DATA LISTING: Begin

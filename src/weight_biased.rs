//! Weight-biased Leftist Heap
//!
//! A weight-biased leftist tree orders children by size instead of by
//! right-spine length:
//!
//! - heap order: a node's element is `<=` the elements of both children
//! - `weight(left) >= weight(right)`
//! - `weight(node) = weight(left) + weight(right) + 1`
//!
//! The right spine still has at most `log₂(n + 1)` nodes, so merge is O(log n).
//!
//! # Top-down merge
//!
//! Because the weight of a merge result is known before the merge is done (it
//! is the sum of the operands' weights), the child-order decision at each
//! level of the right spine can be taken on the way *down*. The merge records
//! each decided level as a frame of an explicit continuation ("build a node
//! with this root, this sibling, and the hole on this side") and fills the
//! holes innermost first once one operand runs out. Nothing recurses on the
//! call stack.
//!
//! For the same input sequence this produces different, equally valid shapes
//! than the rank-based [`LeftistTree`](crate::leftist::LeftistTree).
//!
//! # References
//!
//! - Cho, S. and Sahni, S. (1996). "Weight biased leftist trees and modified skip lists".
//! - Okasaki, C. (1998). "Purely Functional Data Structures", exercise 3.4.

use std::sync::Arc;

use smallvec::SmallVec;

use crate::traits::MergeStrategy;

/// A persistent weight-biased leftist tree
pub struct WeightBiasedTree<T> {
    root: Option<Arc<WeightBiasedNode<T>>>,
}

struct WeightBiasedNode<T> {
    weight: usize,
    elem: T,
    left: WeightBiasedTree<T>,
    right: WeightBiasedTree<T>,
}

/// One pending level of a top-down merge
///
/// The node's root and its untouched child are known, and so is the total
/// weight; only the merged child (the hole) is missing.
struct Frame<T> {
    weight: usize,
    elem: T,
    sibling: WeightBiasedTree<T>,
    hole_on_left: bool,
}

impl<T> Frame<T> {
    fn fill(self, hole: WeightBiasedTree<T>) -> WeightBiasedTree<T> {
        debug_assert_eq!(self.weight, self.sibling.weight() + hole.weight() + 1);
        let (left, right) = if self.hole_on_left {
            (hole, self.sibling)
        } else {
            (self.sibling, hole)
        };
        WeightBiasedTree::node(self.weight, self.elem, left, right)
    }
}

impl<T> WeightBiasedTree<T> {
    /// The empty tree
    pub const fn new() -> Self {
        WeightBiasedTree { root: None }
    }

    /// Returns true if the tree holds no elements
    pub fn is_empty(&self) -> bool {
        self.root.is_none()
    }

    /// Number of elements in the tree
    pub fn weight(&self) -> usize {
        self.root.as_ref().map_or(0, |node| node.weight)
    }

    /// The element stored at the root, which is the minimum of the tree
    pub fn root(&self) -> Option<&T> {
        self.root.as_ref().map(|node| &node.elem)
    }

    /// The left subtree, or `None` for the empty tree
    pub fn left(&self) -> Option<&WeightBiasedTree<T>> {
        self.root.as_ref().map(|node| &node.left)
    }

    /// The right subtree, or `None` for the empty tree
    pub fn right(&self) -> Option<&WeightBiasedTree<T>> {
        self.root.as_ref().map(|node| &node.right)
    }

    /// Returns true if both trees are the same allocation (or both empty)
    pub fn ptr_eq(&self, other: &Self) -> bool {
        match (&self.root, &other.root) {
            (None, None) => true,
            (Some(a), Some(b)) => Arc::ptr_eq(a, b),
            _ => false,
        }
    }

    fn node(weight: usize, elem: T, left: Self, right: Self) -> Self {
        WeightBiasedTree {
            root: Some(Arc::new(WeightBiasedNode {
                weight,
                elem,
                left,
                right,
            })),
        }
    }
}

impl<T: Ord + Clone> WeightBiasedTree<T> {
    /// A one-element tree of weight 1
    pub fn singleton(x: T) -> Self {
        Self::node(1, x, Self::new(), Self::new())
    }

    /// Builds a node from a root element and two valid subtrees
    ///
    /// The heavier subtree becomes the left child (`a` stays on the left on
    /// ties). The caller guarantees `x` is `<=` both subtrees' roots.
    pub fn make(x: T, a: Self, b: Self) -> Self {
        let weight = a.weight() + b.weight() + 1;
        if a.weight() >= b.weight() {
            Self::node(weight, x, a, b)
        } else {
            Self::node(weight, x, b, a)
        }
    }

    /// Merges two trees top-down
    ///
    /// The smaller root wins, the left operand winning ties, exactly as in the
    /// rank-based merge; the difference is that the child order of every node
    /// on the merge path is fixed before its merged child exists.
    pub fn merge(&self, other: &Self) -> Self {
        let mut frames: SmallVec<[Frame<T>; 16]> = SmallVec::new();
        let mut a = self.clone();
        let mut b = other.clone();

        loop {
            let (x, y) = match (&a.root, &b.root) {
                (Some(x), Some(y)) => (Arc::clone(x), Arc::clone(y)),
                _ => break,
            };
            let weight = x.weight + y.weight;
            if x.elem <= y.elem {
                let pending = x.right.weight() + y.weight;
                frames.push(Frame {
                    weight,
                    elem: x.elem.clone(),
                    sibling: x.left.clone(),
                    hole_on_left: x.left.weight() < pending,
                });
                a = x.right.clone();
            } else {
                let pending = x.weight + y.right.weight();
                frames.push(Frame {
                    weight,
                    elem: y.elem.clone(),
                    sibling: y.left.clone(),
                    hole_on_left: y.left.weight() < pending,
                });
                b = y.right.clone();
            }
        }

        let mut merged = if b.is_empty() { a } else { b };
        while let Some(frame) = frames.pop() {
            merged = frame.fill(merged);
        }
        merged
    }

    /// Checks heap order, the weight bias and every stored weight
    pub fn verify_invariants(&self) -> bool {
        let mut stack: Vec<&WeightBiasedNode<T>> = self.root.as_deref().into_iter().collect();
        while let Some(node) = stack.pop() {
            if node.left.weight() < node.right.weight() {
                return false;
            }
            if node.weight != node.left.weight() + node.right.weight() + 1 {
                return false;
            }
            for child in [&node.left, &node.right] {
                if let Some(child) = child.root.as_deref() {
                    if child.elem < node.elem {
                        return false;
                    }
                    stack.push(child);
                }
            }
        }
        true
    }
}

impl<T> Clone for WeightBiasedTree<T> {
    fn clone(&self) -> Self {
        WeightBiasedTree {
            root: self.root.clone(),
        }
    }
}

impl<T> Default for WeightBiasedTree<T> {
    fn default() -> Self {
        Self::new()
    }
}

impl<T: std::fmt::Debug> std::fmt::Debug for WeightBiasedTree<T> {
    fn fmt(&self, f: &mut std::fmt::Formatter<'_>) -> std::fmt::Result {
        match &self.root {
            None => f.write_str("Empty"),
            Some(node) => f
                .debug_struct("Node")
                .field("weight", &node.weight)
                .field("elem", &node.elem)
                .field("left", &node.left)
                .field("right", &node.right)
                .finish(),
        }
    }
}

impl<T> Drop for WeightBiasedNode<T> {
    fn drop(&mut self) {
        let mut pending: SmallVec<[Arc<WeightBiasedNode<T>>; 8]> = SmallVec::new();
        pending.extend(self.left.root.take());
        pending.extend(self.right.root.take());
        while let Some(node) = pending.pop() {
            if let Some(mut node) = Arc::into_inner(node) {
                pending.extend(node.left.root.take());
                pending.extend(node.right.root.take());
            }
        }
    }
}

impl<T: Ord + Clone> MergeStrategy for WeightBiasedTree<T> {
    type Elem = T;

    fn empty() -> Self {
        Self::new()
    }

    fn is_empty(&self) -> bool {
        WeightBiasedTree::is_empty(self)
    }

    fn singleton(x: T) -> Self {
        WeightBiasedTree::singleton(x)
    }

    fn merge(&self, other: &Self) -> Self {
        WeightBiasedTree::merge(self, other)
    }

    fn min_elem(&self) -> Option<&T> {
        self.root()
    }

    fn remove_min(&self) -> Option<Self> {
        self.root
            .as_ref()
            .map(|node| node.left.merge(&node.right))
    }

    fn verify_invariants(&self) -> bool {
        WeightBiasedTree::verify_invariants(self)
    }
}

#[cfg(test)]
mod tests {
    use super::*;
    use crate::leftist::LeftistTree;

    fn from_inserts(xs: &[i32]) -> WeightBiasedTree<i32> {
        xs.iter().fold(WeightBiasedTree::new(), |t, &x| {
            WeightBiasedTree::singleton(x).merge(&t)
        })
    }

    fn drain(mut t: WeightBiasedTree<i32>) -> Vec<i32> {
        let mut out = Vec::new();
        while let Some(&x) = t.root() {
            out.push(x);
            t = t.remove_min().unwrap();
        }
        out
    }

    /// Bottom-up reference merge, written the way the rank-based one is.
    fn merge_bottom_up(
        a: &WeightBiasedTree<i32>,
        b: &WeightBiasedTree<i32>,
    ) -> WeightBiasedTree<i32> {
        match (&a.root, &b.root) {
            (_, None) => a.clone(),
            (None, _) => b.clone(),
            (Some(x), Some(y)) => {
                if x.elem <= y.elem {
                    WeightBiasedTree::make(x.elem, x.left.clone(), merge_bottom_up(&x.right, b))
                } else {
                    WeightBiasedTree::make(y.elem, y.left.clone(), merge_bottom_up(a, &y.right))
                }
            }
        }
    }

    fn same_shape(a: &WeightBiasedTree<i32>, b: &WeightBiasedTree<i32>) -> bool {
        match (&a.root, &b.root) {
            (None, None) => true,
            (Some(x), Some(y)) => {
                x.weight == y.weight
                    && x.elem == y.elem
                    && same_shape(&x.left, &y.left)
                    && same_shape(&x.right, &y.right)
            }
            _ => false,
        }
    }

    #[test]
    fn test_empty() {
        let t: WeightBiasedTree<i32> = WeightBiasedTree::new();
        assert!(t.is_empty());
        assert_eq!(t.weight(), 0);
        assert_eq!(t.root(), None);
        assert!(t.remove_min().is_none());
        assert!(t.verify_invariants());
    }

    #[test]
    fn test_weight_counts_elements() {
        let t = from_inserts(&[9, 4, 7, 1, 3, 3]);
        assert_eq!(t.weight(), 6);
        assert_eq!(t.left().unwrap().weight() + t.right().unwrap().weight(), 5);
        assert!(t.verify_invariants());
    }

    #[test]
    fn test_insert_1_2_4_3_shape() {
        let t = from_inserts(&[1, 2, 4, 3]);
        assert_eq!(t.weight(), 4);
        assert_eq!(t.root(), Some(&1));

        let left = t.left().unwrap();
        assert_eq!(left.weight(), 2);
        assert_eq!(left.root(), Some(&3));
        assert_eq!(left.left().unwrap().root(), Some(&4));

        let right = t.right().unwrap();
        assert_eq!(right.weight(), 1);
        assert_eq!(right.root(), Some(&2));

        assert!(t.verify_invariants());
    }

    #[test]
    fn test_shape_differs_from_rank_based() {
        let xs = [1, 2, 4, 3];
        let weighted = from_inserts(&xs);
        let ranked = xs.iter().fold(LeftistTree::new(), |t, &x| {
            LeftistTree::singleton(x).merge(&t)
        });
        assert_eq!(ranked.left().unwrap().root(), Some(&2));
        assert_eq!(weighted.left().unwrap().root(), Some(&3));
    }

    #[test]
    fn test_top_down_matches_bottom_up() {
        let a = from_inserts(&[12, 5, 8, 1, 30, 7, 7]);
        let b = from_inserts(&[6, 2, 9, 14, 3]);
        assert!(same_shape(&a.merge(&b), &merge_bottom_up(&a, &b)));
        assert!(same_shape(&b.merge(&a), &merge_bottom_up(&b, &a)));
    }

    #[test]
    fn test_make_puts_heavier_left() {
        let light = WeightBiasedTree::singleton(5);
        let heavy = from_inserts(&[2, 3, 4]);
        let t = WeightBiasedTree::make(1, light.clone(), heavy.clone());
        assert!(t.left().unwrap().ptr_eq(&heavy));
        assert!(t.right().unwrap().ptr_eq(&light));
        assert_eq!(t.weight(), 5);
    }

    #[test]
    fn test_merge_with_empty_shares_operand() {
        let t = from_inserts(&[3, 1, 2]);
        let empty = WeightBiasedTree::new();
        assert!(t.merge(&empty).ptr_eq(&t));
        assert!(empty.merge(&t).ptr_eq(&t));
    }

    #[test]
    fn test_merge_with_itself() {
        let t = from_inserts(&[4, 2, 6]);
        let doubled = t.merge(&t);
        assert!(doubled.verify_invariants());
        assert_eq!(drain(doubled), vec![2, 2, 4, 4, 6, 6]);
        assert_eq!(drain(t), vec![2, 4, 6]);
    }

    #[test]
    fn test_persistence() {
        let t = from_inserts(&[5, 3, 8]);
        let bigger = WeightBiasedTree::singleton(1).merge(&t);
        let smaller = t.remove_min().unwrap();

        assert_eq!(drain(t), vec![3, 5, 8]);
        assert_eq!(drain(bigger), vec![1, 3, 5, 8]);
        assert_eq!(drain(smaller), vec![5, 8]);
    }

    #[test]
    fn test_verify_detects_bad_weight() {
        let broken =
            WeightBiasedTree::node(3, 1, WeightBiasedTree::singleton(2), WeightBiasedTree::new());
        assert!(!broken.verify_invariants());
    }

    #[test]
    fn test_descending_inserts_drop_without_overflow() {
        let t = (0..200_000).rev().fold(WeightBiasedTree::new(), |t, x| {
            WeightBiasedTree::singleton(x).merge(&t)
        });
        assert_eq!(t.weight(), 200_000);
        assert!(t.verify_invariants());
        drop(t);
    }
}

DATA LISTING: End

AIM OF THE EXERCISE ::
Where does the string "doubled" appear in the records above? Return every line that holds it.

WRITTEN RESPONSE ::
        let doubled = t.merge(&t);
        assert!(doubled.verify_invariants());
        assert_eq!(drain(doubled), vec![2, 2, 4, 4, 6, 6]);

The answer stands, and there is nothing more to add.